It depends. :) Even then very few realistic simulations are going to be RNG
bound. Even fewer of those are going to care about the difference between
Xoroshiro and AES-CTR (with AESNI).

A common failure mode I've seen is programmers picking Mersenne Twister and
then assuming initialization is cheap.

> suffer a very low quality least significant bit

IIRC, the LSB behaves like a LFSR.

> it's surprisingly hard to get researchers in PRNG to give clear, unequivocal
> recommendations for users

There are about five PRNG researchers in the world and few (none?) of them are
doing it full time. L'Ecuyer, the biggest name since Marsaglia died, seems to
be dealing with PRNGs mostly as a means to doing operations research.

(Side note: Pierre L'Ecuyer is very likely the strongest over-50 cyclist in
Quebec.)

------
aerioux
2/10 would not recommend for technical merit.

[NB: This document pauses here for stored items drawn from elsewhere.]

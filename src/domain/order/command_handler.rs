use std::sync::Arc;
use uuid::Uuid;

use crate::event_sourcing::{load_aggregate, wrap_events, Aggregate, EventStore, LoadError, StoreError};
use crate::utils::IsTransient;

use super::aggregate::OrderAggregate;
use super::commands::OrderCommand;
use super::errors::OrderError;
use super::events::OrderEvent;

// ============================================================================
// Order Command Handler
// ============================================================================
//
// Orchestrates: Command → Aggregate → Events → Event Store
//
// `decide` and `commit` are split so the cancellation saga can run its side
// effects between deciding a settlement and persisting it.
//
// ============================================================================

#[derive(Debug, thiserror::Error)]
pub enum OrderCommandError {
    #[error("Order not found: {0}")]
    NotFound(Uuid),

    #[error(transparent)]
    Domain(#[from] OrderError),

    #[error(transparent)]
    Store(#[from] StoreError),

    #[error("Corrupt order stream: {0}")]
    Corrupt(String),
}

impl IsTransient for OrderCommandError {
    fn is_transient(&self) -> bool {
        matches!(self, OrderCommandError::Store(e) if e.is_transient())
    }
}

impl From<LoadError<OrderError>> for OrderCommandError {
    fn from(err: LoadError<OrderError>) -> Self {
        match err {
            LoadError::Store(e) => OrderCommandError::Store(e),
            LoadError::Replay(e) => OrderCommandError::Corrupt(e.to_string()),
        }
    }
}

/// Events decided against a loaded order, not yet persisted
#[derive(Debug, Clone)]
pub struct Decision {
    /// State before the events
    pub expected_version: i64,
    pub events: Vec<OrderEvent>,
    /// State after the events, as it will look once committed
    pub order: OrderAggregate,
}

pub struct OrderCommandHandler {
    event_store: Arc<dyn EventStore<OrderEvent>>,
}

impl OrderCommandHandler {
    pub fn new(event_store: Arc<dyn EventStore<OrderEvent>>) -> Self {
        Self { event_store }
    }

    pub async fn load(&self, order_id: Uuid) -> Result<OrderAggregate, OrderCommandError> {
        let order = load_aggregate::<OrderAggregate, _>(self.event_store.as_ref(), order_id).await?;
        order.ok_or(OrderCommandError::NotFound(order_id))
    }

    /// Run a command against the current state without persisting anything
    pub async fn decide(&self, order_id: Uuid, command: &OrderCommand) -> Result<Decision, OrderCommandError> {
        let current = match command {
            OrderCommand::Place { .. } => {
                match load_aggregate::<OrderAggregate, _>(self.event_store.as_ref(), order_id).await? {
                    Some(existing) => existing,
                    None => OrderAggregate::unplaced(order_id),
                }
            }
            _ => self.load(order_id).await?,
        };

        Self::decide_on(current, command)
    }

    pub fn decide_on(current: OrderAggregate, command: &OrderCommand) -> Result<Decision, OrderCommandError> {
        let expected_version = current.version();
        let events = current.handle_command(command)?;

        let mut order = current;
        order.apply_all(&events)?;

        Ok(Decision {
            expected_version,
            events,
            order,
        })
    }

    /// Append decided events at the version they were decided against
    pub async fn commit(
        &self,
        decision: &Decision,
        correlation_id: Uuid,
        user_id: Option<Uuid>,
    ) -> Result<i64, OrderCommandError> {
        if decision.events.is_empty() {
            return Ok(decision.expected_version);
        }

        let order_id = decision.order.aggregate_id();
        let envelopes = wrap_events(
            order_id,
            decision.expected_version,
            decision.events.clone(),
            correlation_id,
            user_id,
        );

        let new_version = self
            .event_store
            .append_events(order_id, decision.expected_version, envelopes)
            .await?;

        tracing::debug!(
            order_id = %order_id,
            version = new_version,
            events = decision.events.len(),
            "Order events committed"
        );

        Ok(new_version)
    }

    /// Decide and commit in one go
    pub async fn handle(
        &self,
        order_id: Uuid,
        command: OrderCommand,
        correlation_id: Uuid,
        user_id: Option<Uuid>,
    ) -> Result<OrderAggregate, OrderCommandError> {
        let decision = self.decide(order_id, &command).await?;
        self.commit(&decision, correlation_id, user_id).await?;
        Ok(decision.order)
    }
}
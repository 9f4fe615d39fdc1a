use rust_decimal::Decimal;
use uuid::Uuid;

use crate::domain::coupon::{Coupon, CouponSnapshot};
use crate::utils::money::round_money;
use super::value_objects::{ItemRefund, LineItem};

// ============================================================================
// Refund Planning
// ============================================================================
//
// Pure arithmetic for cancelling or returning a subset of an order's lines:
//
//   current subtotal  = Σ billable lines, taken before any status change
//   new subtotal      = current subtotal − Σ selected lines
//
//   coupon missing or new subtotal below its minimum
//       → snapshot cleared, selected lines refunded at full price
//   coupon still qualifies
//       → refund = line total − (line total / current subtotal) × old discount
//       → snapshot discount recomputed on the new subtotal
//
// The total refund never exceeds what is currently charged. When it would,
// refunds are scaled down proportionally and the last line absorbs rounding.
//
// ============================================================================

#[derive(Debug, Clone, PartialEq)]
pub struct RefundPlan {
    pub item_refunds: Vec<ItemRefund>,
    pub total_refund: Decimal,
    pub current_subtotal: Decimal,
    pub new_subtotal: Decimal,
    pub coupon: Option<CouponSnapshot>,
    pub coupon_removed: bool,
    pub coupon_recalculated: bool,
    pub new_total: Decimal,
}

/// `selected` must reference billable lines of `items`; the caller
/// validates statuses before planning.
pub fn plan_refunds(
    items: &[LineItem],
    selected: &[Uuid],
    snapshot: Option<&CouponSnapshot>,
    definition: Option<&Coupon>,
    charged: Decimal,
) -> RefundPlan {
    let current_subtotal: Decimal = items
        .iter()
        .filter(|item| item.status.is_billable())
        .map(LineItem::total)
        .sum();

    let chosen: Vec<&LineItem> = items
        .iter()
        .filter(|item| selected.contains(&item.product_id))
        .collect();

    let cancelled_total: Decimal = chosen.iter().map(|item| item.total()).sum();
    let new_subtotal = (current_subtotal - cancelled_total).max(Decimal::ZERO);

    let mut coupon = snapshot.cloned();
    let mut coupon_removed = false;
    let mut coupon_recalculated = false;

    let refunds: Vec<Decimal> = match snapshot.filter(|s| s.is_active()) {
        Some(applied) => match definition.filter(|c| c.qualifies(new_subtotal)) {
            Some(definition) => {
                coupon_recalculated = true;
                coupon = Some(CouponSnapshot {
                    code: applied.code.clone(),
                    discount_amount: definition.calculate_discount(new_subtotal),
                });
                chosen
                    .iter()
                    .map(|item| {
                        let share = if current_subtotal.is_zero() {
                            Decimal::ZERO
                        } else {
                            round_money(item.total() * applied.discount_amount / current_subtotal)
                        };
                        (item.total() - share).max(Decimal::ZERO)
                    })
                    .collect()
            }
            None => {
                coupon_removed = true;
                coupon = Some(CouponSnapshot::cleared());
                chosen.iter().map(|item| item.total()).collect()
            }
        },
        None => chosen.iter().map(|item| item.total()).collect(),
    };

    let refunds = cap_refunds(refunds, charged.max(Decimal::ZERO));

    let discount = coupon
        .as_ref()
        .map(|c| c.discount_amount)
        .unwrap_or(Decimal::ZERO);
    let new_total = (new_subtotal - discount).max(Decimal::ZERO);

    let item_refunds: Vec<ItemRefund> = chosen
        .iter()
        .zip(refunds)
        .map(|(item, refund_amount)| ItemRefund {
            product_id: item.product_id,
            name: item.name.clone(),
            quantity: item.quantity,
            item_total: item.total(),
            refund_amount,
        })
        .collect();
    let total_refund = item_refunds.iter().map(|r| r.refund_amount).sum();

    RefundPlan {
        item_refunds,
        total_refund,
        current_subtotal,
        new_subtotal,
        coupon,
        coupon_removed,
        coupon_recalculated,
        new_total,
    }
}

fn cap_refunds(refunds: Vec<Decimal>, ceiling: Decimal) -> Vec<Decimal> {
    let requested: Decimal = refunds.iter().copied().sum();
    if requested <= ceiling || requested.is_zero() {
        return refunds;
    }

    let last = refunds.len().saturating_sub(1);
    let mut allotted = Decimal::ZERO;
    refunds
        .iter()
        .enumerate()
        .map(|(idx, refund)| {
            let scaled = if idx == last {
                ceiling - allotted
            } else {
                round_money(*refund * ceiling / requested)
            };
            allotted += scaled;
            scaled.max(Decimal::ZERO)
        })
        .collect()
}

// ============================================================================
// Unit Tests
// ============================================================================
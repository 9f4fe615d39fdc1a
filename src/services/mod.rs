// ============================================================================
// Application Services
// ============================================================================
//
// Orchestration over the domain aggregates and repositories: checkout,
// the cancellation/return saga and admin operations. Handlers in `api`
// call into these and never touch a store directly.
//
// ============================================================================

pub mod access;
pub mod admin;
pub mod cancellation;
pub mod checkout;
pub mod errors;
pub mod payment;

pub use access::Actor;
pub use admin::AdminService;
pub use cancellation::{CancellationEngine, CancellationOutcome, SettlementOptions};
pub use checkout::{CartLine, CheckoutService, PlaceOrder};
pub use errors::{ErrorKind, ServiceError};
pub use payment::{LocalGateway, PaymentGateway};
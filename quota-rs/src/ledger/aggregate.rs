use std::collections::HashMap;
use tracing::debug;

use super::events::LedgerEvent;
use super::types::{EntityKey, StoredEntity, UserId, WorldId};
use crate::error::{QuotaError, Result};
use crate::event_store::RecordedEvent;

/// Lifecycle of a ledger; `Active` has no terminal successor.
#[derive(Debug, Clone, Copy, PartialEq, Eq, Default)]
pub enum LedgerStatus {
    #[default]
    Uninitialized,
    Initialized,
    Active,
}

/// Folded ledger data, produced only by [`LedgerState::apply`].
#[derive(Debug, Clone, Default, PartialEq)]
pub struct LedgerState {
    pub status: LedgerStatus,
    pub allocated_bytes: i64,
    pub used_bytes: i64,
    pub entities: HashMap<EntityKey, StoredEntity>,
}

impl LedgerState {
    /// Pure reducer: `(state, event) -> state`.
    pub fn apply(mut self, event: &LedgerEvent) -> Self {
        match event {
            LedgerEvent::Initialized {
                allocated_bytes, ..
            } => {
                self.allocated_bytes = *allocated_bytes;
                self.status = LedgerStatus::Initialized;
            }
            LedgerEvent::EntityStored {
                key,
                entity,
                used_bytes,
            } => {
                self.entities.insert(key.clone(), entity.clone());
                self.used_bytes = *used_bytes;
                self.status = LedgerStatus::Active;
            }
        }
        debug_assert_eq!(
            self.used_bytes,
            self.entities.values().map(|e| e.size).sum::<i64>()
        );
        self
    }
}

/// Per-user event-sourced storage ledger.
///
/// Commands (`initialize`, `store`) validate, then raise events through the
/// reducer and queue them as pending until the enforcer appends them under
/// the ledger's `version`.
#[derive(Debug, Clone)]
pub struct StorageLedger {
    user_id: UserId,
    state: LedgerState,
    version: u64,
    pending: Vec<LedgerEvent>,
}

impl StorageLedger {
    /// Empty, uninitialized ledger at version 0
    pub fn new(user_id: UserId) -> Self {
        Self {
            user_id,
            state: LedgerState::default(),
            version: 0,
            pending: Vec::new(),
        }
    }

    /// Rebuild a ledger from its persisted stream.
    pub fn replay<'a, I>(user_id: UserId, events: I) -> Self
    where
        I: IntoIterator<Item = &'a RecordedEvent>,
    {
        let mut ledger = Self::new(user_id);
        for recorded in events {
            ledger.state = std::mem::take(&mut ledger.state).apply(&recorded.event);
            ledger.version = recorded.version;
        }
        ledger
    }

    /// Fix the allocation ceiling. A ledger that is already initialized keeps
    /// its allocation and raises nothing.
    pub fn initialize(&mut self, allocated_bytes: i64) -> Result<()> {
        if self.user_id.is_empty() {
            return Err(QuotaError::InvalidInitialization(
                "user id must not be empty".to_string(),
            ));
        }
        if allocated_bytes <= 0 {
            return Err(QuotaError::InvalidInitialization(format!(
                "allocated bytes must be positive, got {}",
                allocated_bytes
            )));
        }
        if self.is_initialized() {
            debug!("Ledger {} already initialized, ignoring", self.user_id);
            return Ok(());
        }

        self.raise(LedgerEvent::Initialized {
            user_id: self.user_id.clone(),
            allocated_bytes,
        });
        Ok(())
    }

    /// Record the current size of an entity. Returns `false` when the entry
    /// already holds the same size and world, in which case nothing is raised.
    pub fn store(&mut self, key: EntityKey, size: i64, world_id: WorldId) -> Result<bool> {
        if !self.is_initialized() {
            return Err(QuotaError::LedgerNotInitialized(self.user_id.to_string()));
        }
        if size < 0 {
            return Err(QuotaError::InvalidSize(size));
        }

        let previous = self.state.entities.get(&key);
        if let Some(existing) = previous {
            if existing.size == size && existing.world_id == world_id {
                return Ok(false);
            }
        }

        let previous_size = previous.map(|e| e.size).unwrap_or(0);
        let used_bytes = self
            .state
            .used_bytes
            .checked_sub(previous_size)
            .and_then(|rest| rest.checked_add(size))
            .ok_or(QuotaError::InvalidSize(size))?;

        self.raise(LedgerEvent::EntityStored {
            key,
            entity: StoredEntity { size, world_id },
            used_bytes,
        });
        Ok(true)
    }

    /// Last recorded size of `key`, or 0 if it was never stored
    pub fn get_size(&self, key: &EntityKey) -> i64 {
        self.state.entities.get(key).map(|e| e.size).unwrap_or(0)
    }

    /// Ledger entry for `key`
    pub fn entity(&self, key: &EntityKey) -> Option<&StoredEntity> {
        self.state.entities.get(key)
    }

    /// Every tracked entity, in no particular order
    pub fn entities(&self) -> impl Iterator<Item = (&EntityKey, &StoredEntity)> {
        self.state.entities.iter()
    }

    /// Owner of the ledger
    pub fn user_id(&self) -> &UserId {
        &self.user_id
    }

    /// Get lifecycle status
    pub fn status(&self) -> LedgerStatus {
        self.state.status
    }

    pub fn is_initialized(&self) -> bool {
        self.state.status != LedgerStatus::Uninitialized
    }

    /// Allocation ceiling fixed at initialization
    pub fn allocated_bytes(&self) -> i64 {
        self.state.allocated_bytes
    }

    /// Sum of the latest size of every entity
    pub fn used_bytes(&self) -> i64 {
        self.state.used_bytes
    }

    /// `allocated_bytes - used_bytes`
    pub fn available_bytes(&self) -> i64 {
        self.state.allocated_bytes - self.state.used_bytes
    }

    /// Version of the last persisted event; the expected version of the next append.
    pub fn version(&self) -> u64 {
        self.version
    }

    /// Events raised since the last commit, oldest first
    pub fn pending(&self) -> &[LedgerEvent] {
        &self.pending
    }

    pub fn has_pending(&self) -> bool {
        !self.pending.is_empty()
    }

    /// Acknowledge that pending events were appended up to `version`.
    pub fn mark_committed(&mut self, version: u64) {
        self.pending.clear();
        self.version = version;
    }

    fn raise(&mut self, event: LedgerEvent) {
        self.state = std::mem::take(&mut self.state).apply(&event);
        self.pending.push(event);
    }
}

8/10 is nice if you want a handwavy human explanation of some rudimentary
expectations in crypto

\- author spends a few pages thinking about randomness - we have formal
definitions of a RNG/PRNG.

\- author does basic statistical tests, these seem very unconcerned with
actual randomness - i'm not sure what the point is

\- author really shouldn't be writing about crypto randomness if they don't do
crypto

+1 to higher comment saying reading TAOCP instead.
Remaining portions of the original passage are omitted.